The Importance of Correct Coding for Excision of Lesions

The excision of lesions is coded based on a variety of factors, including the type of lesion, the size of the excision, and the location of the lesion. Correct coding is essential for ensuring that the procedure is reimbursed appropriately and that the practice remains compliant with payer policies.
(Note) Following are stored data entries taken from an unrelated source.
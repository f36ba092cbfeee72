use chrono::{DateTime, Utc};
use serde::{Deserialize, Serialize};
use uuid::Uuid;

/// A bookable offering: a venue slot sold per person. Booking logic treats
/// this as read-only; only the back office edits it.
#[derive(Debug, Clone, Serialize, Deserialize, sqlx::FromRow)]
pub struct EventOffering {
    pub id: Uuid,
    pub name: String,
    pub description: String,
    pub venue: String,
    pub max_capacity: i32,
    pub price_per_person_cents: i64,
    pub image_url: Option<String>,
    pub is_active: bool,
    pub created_at: DateTime<Utc>,
    pub updated_at: DateTime<Utc>,
}
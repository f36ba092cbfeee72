use chrono::{DateTime, Utc};
use serde::{Deserialize, Serialize};
use uuid::Uuid;

#[derive(Debug, Clone, Serialize, Deserialize, sqlx::FromRow)]
pub struct User {
    pub id: Uuid,
    pub email: String,
    pub username: String,
    pub full_name: String,
    pub phone: String,
    pub role: UserRole,
    pub created_at: DateTime<Utc>,
    pub updated_at: DateTime<Utc>,
}

#[derive(Debug, Clone, Copy, Serialize, Deserialize, sqlx::Type, PartialEq, Eq)]
#[sqlx(type_name = "TEXT")]
pub enum UserRole {
    Admin,
    Staff,
    User,
}

impl User {
    /// Staff can manage the catalog; only admins can decide bookings,
    /// but both get into the back office.
    pub fn is_staff(&self) -> bool {
        matches!(self.role, UserRole::Admin | UserRole::Staff)
    }

    pub fn is_admin(&self) -> bool {
        self.role == UserRole::Admin
    }
}

#[derive(Debug, Clone, Serialize, Deserialize)]
pub struct CreateUserRequest {
    pub email: String,
    pub username: String,
    pub full_name: String,
    pub phone: String,
    pub password: String,
    pub role: UserRole,
}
However, even minor errors can lead to denials and revenue loss.

CPT codes for excision of lesions include:

  • 11600 – Excision of malignant skin lesion, face, ears, eyelids, nose, lips; excised diameter of 0.5 cm or less
  • 11601 – Excision of malignant skin lesion, face, ears, eyelids, nose, lips; excised diameter of 0.6 to 1.0 cm
  • 11602 – Excision of malignant skin lesion, face, ears, eyelids, nose, lips; excised diameter of 1.1 to 2.0 cm
  • 11603 – Excision of malignant skin lesion, face, ears, eyelids, nose, lips; excised diameter of 2.1 to 3.0 cm
  • 11604 – Excision of malignant skin lesion, face, ears, eyelids, nose, lips; excised diameter of 3.1 to 4.0 cm
  • 11400 – Excision of benign skin lesion, face, ears, eyelids, nose, lips; excised diameter of 0.5 cm or less
  • 11401 – Excision of benign skin lesion, face, ears, eyelids, nose, lips; excised diameter of 0.6 to 1.0 cm

What Can Go Wrong: Common Billing Mistakes

Incorrect billing for excision of lesions often stems from several common mistakes, which include:

1. Incorrect Code Selection:

  • Mistake: Choosing the wrong CPT code for the excised lesion type or size. For example, coding for malignant lesions when the excised lesion is benign, or coding for a larger excised diameter when the lesion is smaller.
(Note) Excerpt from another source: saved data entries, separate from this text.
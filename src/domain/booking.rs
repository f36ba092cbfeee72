use chrono::{DateTime, Utc};
use serde::{Deserialize, Serialize};
use uuid::Uuid;

#[derive(Debug, Clone, Serialize, Deserialize, sqlx::FromRow)]
pub struct Booking {
    pub id: Uuid,
    pub user_id: Uuid,
    pub event_id: Uuid,
    pub people_count: i32,
    pub start_time: DateTime<Utc>,
    pub end_time: DateTime<Utc>,
    pub base_amount_cents: i64,
    pub total_amount_cents: i64,
    pub status: BookingStatus,
    pub booked_at: DateTime<Utc>,
    pub approved_at: Option<DateTime<Utc>>,
    pub paid_at: Option<DateTime<Utc>>,
}

#[derive(Debug, Clone, Copy, Serialize, Deserialize, sqlx::Type, PartialEq, Eq)]
#[sqlx(type_name = "TEXT")]
pub enum BookingStatus {
    Pending,
    Approved,
    Rejected,
    Paid,
    Completed,
    Cancelled,
}

impl BookingStatus {
    /// The lifecycle is Pending -> Approved -> Paid -> Completed, with
    /// Pending -> Rejected and {Pending, Approved} -> Cancelled as exits.
    pub fn can_transition_to(self, next: BookingStatus) -> bool {
        use BookingStatus::*;
        matches!(
            (self, next),
            (Pending, Approved)
                | (Pending, Rejected)
                | (Pending, Cancelled)
                | (Approved, Paid)
                | (Approved, Cancelled)
                | (Paid, Completed)
        )
    }

    pub fn is_terminal(self) -> bool {
        matches!(
            self,
            BookingStatus::Rejected | BookingStatus::Completed | BookingStatus::Cancelled
        )
    }
}

/// Half-open interval intersection: [a_start, a_end) against [b_start, b_end).
/// Strict on both ends, so back-to-back slots (a.end == b.start) do not clash.
pub fn overlaps(
    a_start: DateTime<Utc>,
    a_end: DateTime<Utc>,
    b_start: DateTime<Utc>,
    b_end: DateTime<Utc>,
) -> bool {
    a_start < b_end && a_end > b_start
}

/// Price snapshot of a menu attached to a booking. Catalog edits after
/// confirmation never touch these rows.
#[derive(Debug, Clone, Serialize, Deserialize, sqlx::FromRow)]
pub struct BookingCateringLine {
    pub id: Uuid,
    pub booking_id: Uuid,
    pub menu_id: Uuid,
    pub quantity: i32,
    pub unit_price_cents: i64,
    pub total_price_cents: i64,
    pub special_instructions: String,
}

#[derive(Debug, Clone, Serialize, Deserialize, sqlx::FromRow)]
pub struct BookingServiceLine {
    pub id: Uuid,
    pub booking_id: Uuid,
    pub service_id: Uuid,
    pub quantity: i32,
    pub unit_price_cents: i64,
    pub total_price_cents: i64,
    pub price_type: super::PriceType,
}

/// Business-rule rejection. These are ordinary outcomes, not errors: the
/// request was well-formed, the rules just said no.
#[derive(Debug, Clone, Serialize, PartialEq, Eq)]
pub enum BookingDenial {
    EndNotAfterStart,
    EventNotFound,
    EventInactive,
    InvalidPeopleCount { given: i32 },
    OverCapacity { requested: i32, capacity: i32 },
    SlotTaken { venue: String },
    SlotTakenInCart,
    EmptyCart,
    InvalidCartIndex,
    NotOwner,
    NotPayable { status: BookingStatus },
    InvalidTransition { from: BookingStatus, to: BookingStatus },
}

impl std::fmt::Display for BookingDenial {
    fn fmt(&self, f: &mut std::fmt::Formatter<'_>) -> std::fmt::Result {
        match self {
            BookingDenial::EndNotAfterStart => {
                write!(f, "End time must be after start time.")
            }
            BookingDenial::EventNotFound => write!(f, "Event not found."),
            BookingDenial::EventInactive => write!(f, "This event is no longer available."),
            BookingDenial::InvalidPeopleCount { given } => {
                write!(f, "Number of people must be between 1 and 1000 (got {}).", given)
            }
            BookingDenial::OverCapacity { requested, capacity } => write!(
                f,
                "The venue holds at most {} people ({} requested).",
                capacity, requested
            ),
            BookingDenial::SlotTaken { venue } => {
                write!(f, "Booking for {} overlaps with an existing booking.", venue)
            }
            BookingDenial::SlotTakenInCart => {
                write!(f, "Selected time overlaps with an item already in your cart.")
            }
            BookingDenial::EmptyCart => {
                write!(f, "You must select at least one event to confirm your booking.")
            }
            BookingDenial::InvalidCartIndex => write!(f, "Invalid cart item."),
            BookingDenial::NotOwner => write!(f, "You may only manage your own bookings."),
            BookingDenial::NotPayable { status } => {
                write!(f, "Only approved bookings can be paid (status: {:?}).", status)
            }
            BookingDenial::InvalidTransition { from, to } => {
                write!(f, "A {:?} booking cannot become {:?}.", from, to)
            }
        }
    }
}

#[cfg(test)]
mod tests {
    use super::*;
    use chrono::TimeZone;

    fn at(hour: u32) -> DateTime<Utc> {
        Utc.with_ymd_and_hms(2026, 3, 14, hour, 0, 0).unwrap()
    }

    #[test]
    fn overlap_is_half_open() {
        // Plain intersection.
        assert!(overlaps(at(10), at(12), at(11), at(13)));
        // Containment, both directions.
        assert!(overlaps(at(10), at(14), at(11), at(12)));
        assert!(overlaps(at(11), at(12), at(10), at(14)));
        // Identical interval.
        assert!(overlaps(at(10), at(12), at(10), at(12)));
        // Back-to-back is allowed on both sides.
        assert!(!overlaps(at(10), at(12), at(12), at(13)));
        assert!(!overlaps(at(12), at(13), at(10), at(12)));
        // Disjoint.
        assert!(!overlaps(at(8), at(9), at(10), at(12)));
    }

    #[test]
    fn status_machine_forward_path() {
        use BookingStatus::*;
        assert!(Pending.can_transition_to(Approved));
        assert!(Approved.can_transition_to(Paid));
        assert!(Paid.can_transition_to(Completed));
    }

    #[test]
    fn status_machine_exits() {
        use BookingStatus::*;
        assert!(Pending.can_transition_to(Rejected));
        assert!(Pending.can_transition_to(Cancelled));
        assert!(Approved.can_transition_to(Cancelled));
        // Money already changed hands; no cancel after payment.
        assert!(!Paid.can_transition_to(Cancelled));
        assert!(!Completed.can_transition_to(Cancelled));
        assert!(!Cancelled.can_transition_to(Approved));
        assert!(!Pending.can_transition_to(Paid));
        assert!(!Pending.can_transition_to(Completed));
    }

    #[test]
    fn terminal_states() {
        use BookingStatus::*;
        for s in [Rejected, Completed, Cancelled] {
            assert!(s.is_terminal());
        }
        for s in [Pending, Approved, Paid] {
            assert!(!s.is_terminal());
        }
    }
}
  • Impact: Using the wrong CPT code can lead to underpayment or denial, as insurance companies may determine the claim does not align with the reported diagnosis.

2. Improper Documentation of Lesion Size:

  • Mistake: Failing to accurately measure the excised lesion and document its size in the patient’s medical records.
  • Impact: If the lesion size is not properly documented, the provider may either upcode or downcode the procedure, leading to discrepancies between the actual procedure and what was billed. This can result in underpayment, overpayment, or outright denial of the claim.
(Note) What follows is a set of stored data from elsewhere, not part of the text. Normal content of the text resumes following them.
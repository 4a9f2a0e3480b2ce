pub mod orchestrator;

pub use orchestrator::SchedulingOrchestrator;
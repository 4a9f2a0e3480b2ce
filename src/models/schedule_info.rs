//! Schedule state carried by every note and card.
use chrono::{Days, NaiveDate};
use serde::{Deserialize, Serialize};

/// Sub-day ticks (milliseconds) in one day.
pub const TICKS_PER_DAY: i64 = 24 * 60 * 60 * 1000;

/// Interval given to an item before its first review.
pub const INITIAL_INTERVAL: f64 = 1.0;

/// Ease never drops below this after a Hard response.
pub const MIN_EASE: f64 = 130.0;

/// Whether a schedule belongs to a whole note or to a single flashcard.
#[derive(Clone, Copy, Debug, PartialEq, Eq)]
pub enum ItemKind {
    Note,
    Card,
}

#[derive(Clone, Debug, PartialEq, Serialize, Deserialize)]
#[serde(rename_all = "camelCase")]
pub struct ScheduleInfo {
    pub due_date: Option<NaiveDate>,
    pub interval: f64,
    pub ease: f64,
    #[serde(default)]
    pub delayed_before_review_ticks: i64,
}

impl ScheduleInfo {
    pub fn new(due_date: Option<NaiveDate>, interval: f64, ease: f64) -> Self {
        Self {
            due_date,
            interval,
            ease,
            delayed_before_review_ticks: 0,
        }
    }

    /// Whole days the review was late by. Early or unknown delays count as zero.
    pub fn delayed_days(&self) -> i64 {
        delayed_days(self.delayed_before_review_ticks)
    }
}

pub(crate) fn delayed_days(ticks: i64) -> i64 {
    ticks.div_euclid(TICKS_PER_DAY).max(0)
}

/// `today` plus the interval, rounded to whole days.
pub fn due_date_after(today: NaiveDate, interval: f64) -> NaiveDate {
    let days = interval.round().max(0.0) as u64;
    today
        .checked_add_days(Days::new(days))
        .unwrap_or(NaiveDate::MAX)
}
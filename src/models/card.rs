//! Card is one reviewable side of a question. Only its schedule matters here.
use super::ScheduleInfo;
use serde::{Deserialize, Serialize};

#[derive(Clone, Debug, Default, Serialize, Deserialize)]
pub struct Card {
    pub front: String,
    pub back: String,
    pub schedule: Option<ScheduleInfo>,
}

impl Card {
    pub fn new(front: &str, back: &str) -> Self {
        Self {
            front: front.to_string(),
            back: back.to_string(),
            schedule: None,
        }
    }

    pub fn with_schedule(mut self, schedule: ScheduleInfo) -> Self {
        self.schedule = Some(schedule);
        self
    }

    pub fn has_schedule(&self) -> bool {
        self.schedule.is_some()
    }
}
impl SchedulingOrchestrator {
    pub fn new(settings: Settings) -> Self {
        Self::with_registry(settings, EaseRegistry::new())
    }

    /// Resumes with eases saved from an earlier session.
    pub fn with_registry(settings: Settings, registry: EaseRegistry) -> Self {
        Self { settings, registry }
    }

    pub fn settings(&self) -> &Settings {
        &self.settings
    }

    pub fn note_stats(&self) -> &EaseRegistry {
        &self.registry
    }

    pub fn registry_mut(&mut self) -> &mut EaseRegistry {
        &mut self.registry
    }

    /// First schedule for a note that has never been reviewed.
    ///
    /// The ease is seeded from the note's links, averaged with any ease the
    /// registry already holds for the path. The registry itself is not updated.
    pub fn new_schedule_for_note(
        &self,
        path: &str,
        graph: &dyn NoteLinkStatProvider,
        response: ReviewResponse,
        histogram: Option<&dyn DueDateHistogram>,
        dates: &dyn DateProvider,
    ) -> ScheduleInfo {
        let today = dates.today();
        let link_stat = graph.calc_link_stat(path, &self.registry);

        let mut ease = self.link_seeded_ease(&link_stat);
        if let Some(known) = self.registry.get_ease(path) {
            ease = (ease + known) / 2.0;
        }

        let provisional = ScheduleInfo::new(None, INITIAL_INTERVAL, ease.round());
        let result = self.reschedule(
            ItemKind::Note,
            response,
            &provisional,
            true,
            histogram,
            today,
        );
        debug!(
            path,
            %response,
            interval = result.interval,
            ease = result.ease,
            "new note schedule"
        );
        result
    }

    /// Blends the ease of a freshly loaded note's cards with the ease the
    /// note had before and stores the result, if there is one.
    pub fn on_note_loaded(
        &mut self,
        path: &str,
        note: Option<&Note>,
        prior_note_ease: Option<f64>,
    ) -> Option<f64> {
        let from_cards = note
            .and_then(|note| average_ease(note.cards(), &self.settings))
            .filter(|ease| *ease > 0.0);
        let prior = prior_note_ease.filter(|ease| *ease > 0.0);

        let ease = match (from_cards, prior) {
            (Some(cards), Some(prior)) => Some((cards + prior) / 2.0),
            (cards, prior) => cards.or(prior),
        }?;

        self.registry.set_ease(path, ease);
        Some(ease)
    }

    /// Schedule for a note after a review; records the new ease for the path.
    pub fn updated_schedule_for_note(
        &mut self,
        path: &str,
        prior: &ScheduleInfo,
        response: ReviewResponse,
        histogram: Option<&dyn DueDateHistogram>,
        dates: &dyn DateProvider,
    ) -> ScheduleInfo {
        let today = dates.today();
        let result = self.reschedule(ItemKind::Note, response, prior, false, histogram, today);
        self.registry.set_ease(path, result.ease);
        debug!(
            path,
            %response,
            interval = result.interval,
            ease = result.ease,
            "updated note schedule"
        );
        result
    }

    /// Initial schedule given to a card whose schedule is explicitly reset.
    pub fn reset_schedule(&self, dates: &dyn DateProvider) -> ScheduleInfo {
        let today = dates.today();
        ScheduleInfo::new(
            Some(due_date_after(today, INITIAL_INTERVAL)),
            INITIAL_INTERVAL,
            self.settings.base_ease,
        )
    }

    /// First schedule for a card, seeded with its note's ease when known.
    /// A Hard grade leaves the due date unset.
    pub fn new_schedule_for_card(
        &self,
        response: ReviewResponse,
        path: &str,
        histogram: Option<&dyn DueDateHistogram>,
        dates: &dyn DateProvider,
    ) -> ScheduleInfo {
        let today = dates.today();
        let ease = self
            .registry
            .get_ease(path)
            .map(f64::round)
            .unwrap_or(self.settings.base_ease);

        let provisional = ScheduleInfo::new(None, INITIAL_INTERVAL, ease);
        let result = self.reschedule(
            ItemKind::Card,
            response,
            &provisional,
            true,
            histogram,
            today,
        );
        debug!(
            path,
            %response,
            interval = result.interval,
            ease = result.ease,
            "new card schedule"
        );
        result
    }

    /// Schedule for a card after a review. A Hard grade keeps the prior due date.
    pub fn updated_schedule_for_card(
        &self,
        response: ReviewResponse,
        prior: &ScheduleInfo,
        histogram: Option<&dyn DueDateHistogram>,
        dates: &dyn DateProvider,
    ) -> ScheduleInfo {
        let today = dates.today();
        let result = self.reschedule(ItemKind::Card, response, prior, false, histogram, today);
        debug!(
            %response,
            interval = result.interval,
            ease = result.ease,
            "updated card schedule"
        );
        result
    }

    fn link_seeded_ease(&self, link_stat: &NoteLinkStat) -> f64 {
        let base = self.settings.base_ease;
        let confidence = sample_confidence(link_stat.total_link_count);
        let link_factor = self.settings.max_link_factor * confidence;
        let linked = link_stat.weighted_ease().unwrap_or(base);
        (1.0 - link_factor) * base + link_factor * linked
    }

    fn reschedule(
        &self,
        kind: ItemKind,
        response: ReviewResponse,
        prior: &ScheduleInfo,
        is_new_item: bool,
        histogram: Option<&dyn DueDateHistogram>,
        today: NaiveDate,
    ) -> ScheduleInfo {
        let input = ReviewInput {
            response,
            interval: prior.interval,
            ease: prior.ease,
            delayed_ticks: prior.delayed_before_review_ticks,
            is_new_item,
        };
        let outcome = schedule(&input, &self.settings, histogram);

        let due_date = match (kind, response) {
            (ItemKind::Card, ReviewResponse::Hard) => prior.due_date,
            _ => Some(due_date_after(today, outcome.interval)),
        };
        ScheduleInfo::new(due_date, outcome.interval, outcome.ease)
    }
}
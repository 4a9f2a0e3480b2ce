//! The grade a learner gives after reviewing a note or a card.
use crate::error::SchedulerError;
use serde::{Deserialize, Serialize};
use std::fmt;
use std::str::FromStr;

#[derive(Clone, Copy, Debug, PartialEq, Eq, Hash, Serialize, Deserialize)]
#[serde(rename_all = "lowercase")]
pub enum ReviewResponse {
    Easy,
    Good,
    Hard,
}

impl fmt::Display for ReviewResponse {
    fn fmt(&self, f: &mut fmt::Formatter<'_>) -> fmt::Result {
        let name = match self {
            ReviewResponse::Easy => "easy",
            ReviewResponse::Good => "good",
            ReviewResponse::Hard => "hard",
        };
        f.pad(name)
    }
}

impl FromStr for ReviewResponse {
    type Err = SchedulerError;

    fn from_str(s: &str) -> Result<Self, Self::Err> {
        match s.trim().to_ascii_lowercase().as_str() {
            "easy" => Ok(ReviewResponse::Easy),
            "good" => Ok(ReviewResponse::Good),
            "hard" => Ok(ReviewResponse::Hard),
            _ => Err(SchedulerError::UnknownResponse(s.to_string())),
        }
    }
}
3. Failure to Document Location:

  • Mistake: Not specifying the location of the excised lesion, which is particularly important for face and neck lesions.
  • Impact: The excision of lesions on the face, ears, or eyelids requires specific codes and may receive higher reimbursement rates due to the complexity of the procedure. If the location is not clearly documented, the insurer may either reject the claim or reimburse at a lower rate.

4. Coding for a Simple Excision When Complex Excision Was Performed:

  • Mistake: Coding for a simple excision when a complex excision was actually performed. Complex excisions involve multiple layers of tissue removal, typically requiring more time, expertise, and resources.
  • Impact: This mistake often occurs when the physician fails to document the complexity of the procedure. Billing a simple excision code for a complex excision leads to underpayment.

5. Not Reporting Modifiers:

  • Mistake: Failing to use the appropriate modifier codes, such as modifier 25 for a significant, separately identifiable service performed during the same visit.
  • Impact: Without proper modifiers, insurers may deny or reduce the payment for the procedure, as they may interpret it as part of a bundled service.

The Financial Impact of Mis-Coding

According to a 2023 survey by the American Academy of Dermatology, about 20% of dermatology claims face delays or denials due to incorrect coding of excised lesions. This can result in significant revenue loss. For a busy practice, this could mean thousands of dollars in lost revenue each year due to errors in CPT code selection, improper documentation, or failure to comply with payer requirements.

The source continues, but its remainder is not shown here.